Advertisement

Delta Encoding Snapshots + Scope/Priority

Started by February 25, 2016 07:24 PM
9 comments, last by sufficientreason 8 years, 8 months ago

I'm trying to implement Quake-style delta encoding that works as follows:

1) Each client reports to the host the last tick tlast that it has received from the host.

2) Host generates a snapshot for simulation tick tcurrent and places it in a buffer.

3) For each client, the host compares the snapshot generated at tcurrent to the one generated at tlast and sends that client only the changed values.

4) Client receives the delta snapshot and recreates the full snapshot by filling in the gaps from the one it received at tlast.

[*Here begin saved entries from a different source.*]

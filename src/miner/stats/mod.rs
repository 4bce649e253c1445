// ProgPoW GPU Miner - Free and Open Source Software Statement
//
// This project, progpow-miner, is Free and Open Source Software (FOSS) licensed
// under the MIT License. You are free to use, modify, and distribute this
// software in accordance with the license terms. Contributions are welcome
// via pull requests to the project repository.
//
// File: src/miner/stats/mod.rs
// Version: 1.0.0
// Developer: OIEIEIO <oieieio@protonmail.com>
//
// This file is the module declaration for per-device statistics.
//
// Tree Location:
// - src/miner/stats/mod.rs (stats module entry point)
// - Submodules: device_stats

pub mod device_stats;

pub use device_stats::DeviceStats;

// Changelog:
// - v1.0.0 (2025-07-02): Replaced miner/thread/GPU-info stats with DeviceStats.
// ProgPoW GPU Miner - Free and Open Source Software Statement
//
// This project, progpow-miner, is Free and Open Source Software (FOSS) licensed
// under the MIT License. You are free to use, modify, and distribute this
// software in accordance with the license terms. Contributions are welcome
// via pull requests to the project repository.
//
// File: src/lib.rs
// Version: 1.0.0
// Developer: OIEIEIO <oieieio@protonmail.com>
//
// This file serves as the main library entry point for the ProgPoW/Ethash
// miner. It exports the core types, the worker engine and utilities used by
// the ppminer binary and by integration tests.
//
// Tree Location:
// - src/lib.rs (root library file)
// - Exports modules: core, miner, utils

pub mod core;
pub mod miner;
pub mod utils;

// Re-export commonly used types at the crate root for convenience
pub use crate::core::{AlgorithmKind, HashOracle, MinerSettings, Solution, WorkPackage};
pub use crate::miner::{Farm, MinerError, MinerWorker, SharedWorkSource};

// Changelog:
// - v1.0.0 (2025-07-02): Library root for the Ethash/ProgPoW worker engine.
//   - Dropped benchmark, help and pool modules.
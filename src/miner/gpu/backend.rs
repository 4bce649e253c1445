// ProgPoW GPU Miner - Free and Open Source Software Statement
//
// This project, progpow-miner, is Free and Open Source Software (FOSS) licensed
// under the MIT License. You are free to use, modify, and distribute this
// software in accordance with the license terms. Contributions are welcome
// via pull requests to the project repository.
//
// File: src/miner/gpu/backend.rs
// Version: 1.0.0
// Developer: OIEIEIO <oieieio@protonmail.com>
//
// This file defines the compute backend capability the worker engine drives:
// buffer allocation, program build, positional kernel arguments, kernel
// dispatch, buffer transfers and synchronisation. One backend instance is
// bound to exactly one device.
//
// Tree Location:
// - src/miner/gpu/backend.rs (ComputeBackend trait and its vocabulary)
// - Implemented by: src/miner/gpu/opencl/backend.rs, tests/common/mod.rs

use std::fmt;
use std::sync::Arc;
use thiserror::Error;

/// Errors returned by backend operations
#[derive(Error, Debug, Clone)]
pub enum BackendError {
    #[error("Program build failed: {message}")]
    BuildFailure { message: String, log: String },

    #[error("{operation} failed: {message}")]
    Runtime { operation: &'static str, message: String },

    #[error("Backend has not been opened")]
    NotOpened,

    #[error("Unknown buffer {0}")]
    UnknownBuffer(BufferId),

    #[error("Kernel {0:?} has not been built")]
    KernelMissing(KernelKind),
}

impl BackendError {
    pub fn runtime(operation: &'static str, message: impl fmt::Display) -> Self {
        BackendError::Runtime {
            operation,
            message: message.to_string(),
        }
    }
}

/// Opaque handle of a device buffer
#[derive(Debug, Clone, Copy, PartialEq, Eq, Hash, PartialOrd, Ord)]
pub struct BufferId(pub u64);

impl fmt::Display for BufferId {
    fn fmt(&self, f: &mut fmt::Formatter<'_>) -> fmt::Result {
        write!(f, "#{}", self.0)
    }
}

/// The two kernels every algorithm variant provides
#[derive(Debug, Clone, Copy, PartialEq, Eq, Hash)]
pub enum KernelKind {
    Search,
    DatasetBuild,
}

#[derive(Debug, Clone, Copy, PartialEq, Eq)]
pub enum BufferAccess {
    ReadOnly,
    WriteOnly,
    ReadWrite,
}

/// Value bound to a kernel argument position
#[derive(Debug, Clone, Copy, PartialEq, Eq)]
pub enum KernelArg {
    Buffer(BufferId),
    U32(u32),
    U64(u64),
}

/// Static device attributes queried once at enumeration
#[derive(Debug, Clone, PartialEq, Eq)]
pub struct DeviceInfo {
    pub name: String,
    pub vendor: String,
    pub platform_id: u32,
    pub global_mem_size: u64,
    pub max_work_group_size: usize,
    /// NVIDIA compute capability (major, minor), `None` for other vendors
    pub compute_capability: Option<(u32, u32)>,
}

impl DeviceInfo {
    /// `major * 10 + minor`, 0 when unknown
    pub fn compute_code(&self) -> u32 {
        self.compute_capability
            .map(|(major, minor)| major * 10 + minor)
            .unwrap_or(0)
    }

    /// Platform-specific compiler options
    pub fn build_options(&self) -> String {
        match self.compute_capability {
            Some(_) => {
                let max_regs = if self.compute_code() >= 35 { 72 } else { 63 };
                format!("-cl-nv-maxrregcount={}", max_regs)
            }
            None => String::new(),
        }
    }

    pub fn memory_gb(&self) -> f64 {
        self.global_mem_size as f64 / (1024.0 * 1024.0 * 1024.0)
    }
}

/// Device-side interrupt, callable from any thread
pub trait DeviceKick: Send + Sync {
    /// Ask a running search kernel to exit early
    fn kick(&self);
}

/// Hardware compute API bound to one device
pub trait ComputeBackend: Send {
    fn device_info(&self) -> &DeviceInfo;

    /// Create the context and in-order command queue
    fn open(&mut self) -> Result<(), BackendError>;

    /// Compile `source` and (re)create the named kernels. Arguments bound to
    /// previous kernel objects are discarded.
    fn build_program(
        &mut self,
        source: &str,
        options: &str,
        kernels: &[(KernelKind, &str)],
    ) -> Result<(), BackendError>;

    fn allocate(&mut self, size: usize, access: BufferAccess) -> Result<BufferId, BackendError>;

    fn release(&mut self, buffer: BufferId) -> Result<(), BackendError>;

    fn set_kernel_arg(&mut self, kernel: KernelKind, index: u32, arg: KernelArg) -> Result<(), BackendError>;

    fn enqueue_kernel(&mut self, kernel: KernelKind, global: usize, local: usize) -> Result<(), BackendError>;

    /// Non-blocking writes may complete after return; the data is kept alive
    /// by the backend until the next `finish`
    fn write_buffer(&mut self, buffer: BufferId, blocking: bool, offset: usize, data: &[u8])
    -> Result<(), BackendError>;

    /// Blocking read
    fn read_buffer(&mut self, buffer: BufferId, offset: usize, out: &mut [u8]) -> Result<(), BackendError>;

    /// Wait for every enqueued operation
    fn finish(&mut self) -> Result<(), BackendError>;

    fn kicker(&self) -> Arc<dyn DeviceKick>;
}


// Changelog:
// - v1.0.0 (2025-07-02): ComputeBackend capability extracted from the
//   OpenCL engine so workers are generic over the device API.
// ProgPoW GPU Miner - Free and Open Source Software Statement
//
// This project, progpow-miner, is Free and Open Source Software (FOSS) licensed
// under the MIT License. You are free to use, modify, and distribute this
// software in accordance with the license terms. Contributions are welcome
// via pull requests to the project repository.
//
// File: src/miner/coordination.rs
// Version: 1.0.0
// Developer: OIEIEIO <oieieio@protonmail.com>
//
// This file holds the state shared by all workers of one farm: the mining
// context (settings, nonce scrambler, instance counters, work-switch clock),
// the sequential DAG load barrier and the stop signal each worker observes.
//
// Tree Location:
// - src/miner/coordination.rs (cross-worker coordination)
// - Depends on: rand

use log::{debug, info};
use std::sync::atomic::{AtomicBool, AtomicU64, AtomicUsize, Ordering};
use std::sync::{Arc, Condvar, Mutex, PoisonError};
use std::time::{Duration, Instant};

use crate::core::config::{AlgorithmKind, MinerSettings};

const LOG_TARGET: &str = "progpow::miner::coordination";

struct StopInner {
    stopped: AtomicBool,
    lock: Mutex<()>,
    condvar: Condvar,
}

/// Cooperative stop flag whose waits return as soon as it is raised
#[derive(Clone)]
pub struct StopSignal {
    inner: Arc<StopInner>,
}

impl StopSignal {
    pub fn new() -> Self {
        Self {
            inner: Arc::new(StopInner {
                stopped: AtomicBool::new(false),
                lock: Mutex::new(()),
                condvar: Condvar::new(),
            }),
        }
    }

    pub fn stop(&self) {
        self.inner.stopped.store(true, Ordering::SeqCst);
        let _guard = self.inner.lock.lock().unwrap_or_else(PoisonError::into_inner);
        self.inner.condvar.notify_all();
    }

    pub fn is_stopped(&self) -> bool {
        self.inner.stopped.load(Ordering::SeqCst)
    }

    /// Sleep up to `timeout`; returns true when the signal was raised
    pub fn wait_timeout(&self, timeout: Duration) -> bool {
        let deadline = Instant::now() + timeout;
        let mut guard = self.inner.lock.lock().unwrap_or_else(PoisonError::into_inner);
        while !self.is_stopped() {
            let now = Instant::now();
            if now >= deadline {
                break;
            }
            let (next, _) = self
                .inner
                .condvar
                .wait_timeout(guard, deadline - now)
                .unwrap_or_else(PoisonError::into_inner);
            guard = next;
        }
        self.is_stopped()
    }
}

impl Default for StopSignal {
    fn default() -> Self {
        Self::new()
    }
}

/// Barrier that serialises dataset builds in worker-index order
pub struct SequentialLoadCoordinator {
    next_slot: AtomicUsize,
    poll_interval: Duration,
}

/// Held while a worker builds its dataset; releases the next slot on drop,
/// whether the build succeeded or not
pub struct BuildSlot<'a> {
    coordinator: &'a SequentialLoadCoordinator,
    device_index: usize,
}

impl Drop for BuildSlot<'_> {
    fn drop(&mut self) {
        let next = self.coordinator.next_slot.fetch_add(1, Ordering::SeqCst) + 1;
        debug!(target: LOG_TARGET, "cl-{} released DAG build slot, next slot {}", self.device_index, next);
    }
}

impl SequentialLoadCoordinator {
    pub fn new(poll_interval: Duration) -> Self {
        Self {
            next_slot: AtomicUsize::new(0),
            poll_interval,
        }
    }

    pub fn next_slot(&self) -> usize {
        self.next_slot.load(Ordering::SeqCst)
    }

    /// Block until every lower-indexed worker has finished its build.
    ///
    /// There is no timeout: a predecessor that never finishes stalls this
    /// worker until `stop` is raised, in which case `None` is returned.
    pub fn wait_for_turn(&self, device_index: usize, stop: &StopSignal) -> Option<BuildSlot<'_>> {
        let mut announced = false;
        while self.next_slot() < device_index {
            if !announced {
                info!(target: LOG_TARGET,
                    "cl-{} waiting for DAG build slot (current slot {})",
                    device_index,
                    self.next_slot()
                );
                announced = true;
            }
            if stop.wait_timeout(self.poll_interval) {
                return None;
            }
        }
        Some(BuildSlot {
            coordinator: self,
            device_index,
        })
    }
}

/// Process-wide state shared by every worker of a farm
pub struct MiningContext {
    settings: MinerSettings,
    sequential: SequentialLoadCoordinator,
    nonce_scrambler: AtomicU64,
    ethash_instances: AtomicUsize,
    progpow_instances: AtomicUsize,
    work_switch: Mutex<Option<Instant>>,
}

impl MiningContext {
    pub fn new(settings: MinerSettings) -> Self {
        let sequential = SequentialLoadCoordinator::new(settings.sequential_poll_interval);
        Self {
            settings,
            sequential,
            nonce_scrambler: AtomicU64::new(rand::random()),
            ethash_instances: AtomicUsize::new(0),
            progpow_instances: AtomicUsize::new(0),
            work_switch: Mutex::new(None),
        }
    }

    pub fn settings(&self) -> &MinerSettings {
        &self.settings
    }

    pub fn sequential(&self) -> &SequentialLoadCoordinator {
        &self.sequential
    }

    pub fn nonce_scrambler(&self) -> u64 {
        self.nonce_scrambler.load(Ordering::SeqCst)
    }

    pub fn set_nonce_scrambler(&self, scrambler: u64) {
        self.nonce_scrambler.store(scrambler, Ordering::SeqCst);
    }

    /// Pick a fresh random scrambler and return it
    pub fn reseed_nonce_scrambler(&self) -> u64 {
        let scrambler = rand::random();
        self.set_nonce_scrambler(scrambler);
        debug!(target: LOG_TARGET, "Nonce scrambler reseeded to {:#018x}", scrambler);
        scrambler
    }

    fn instances(&self, kind: AlgorithmKind) -> &AtomicUsize {
        match kind {
            AlgorithmKind::Ethash => &self.ethash_instances,
            AlgorithmKind::ProgPow => &self.progpow_instances,
        }
    }

    /// Count a new worker of `kind`; returns its per-variant instance number
    pub fn register_instance(&self, kind: AlgorithmKind) -> usize {
        self.instances(kind).fetch_add(1, Ordering::SeqCst)
    }

    pub fn instance_count(&self, kind: AlgorithmKind) -> usize {
        self.instances(kind).load(Ordering::SeqCst)
    }

    /// Start the work-switch clock (new package published)
    pub fn mark_work_switch(&self) {
        *self.work_switch.lock().unwrap_or_else(PoisonError::into_inner) = Some(Instant::now());
    }

    pub fn work_switch_elapsed(&self) -> Option<Duration> {
        let started = *self.work_switch.lock().unwrap_or_else(PoisonError::into_inner);
        started.map(|start| start.elapsed())
    }
}


// Changelog:
// - v1.0.0 (2025-07-02): Shared mining context, stop signal and the
//   sequential DAG load barrier.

Now, this algorithm seems to assume that the host is always sending the client an update on every object in the world, even if that object is irrelevant to that client. What I'm wondering is, what if I have more objects than I can reasonably encode in a single packet? I can send snapshots to clients that only contain updates on some objects (determined by priority, area of interest, etc.), but then I run into a problem. If I'm sending sparse snapshots, when a client tells me it's received data up to tlast, that no longer guarantees that every object has updated to tlast on the client's side.

The naive way I can think of solving this is to keep track individually for every object when it was last updated by the client. This seems to require keeping a jitter buffer for each individual object, though, which adds a lot of complexity. It also requires the client->host packet to contain a long list of every object and its last received tick. Is there a smarter way to handle this?

Thanks!

What I'm wondering is, what if I have more objects than I can reasonably encode in a single packet?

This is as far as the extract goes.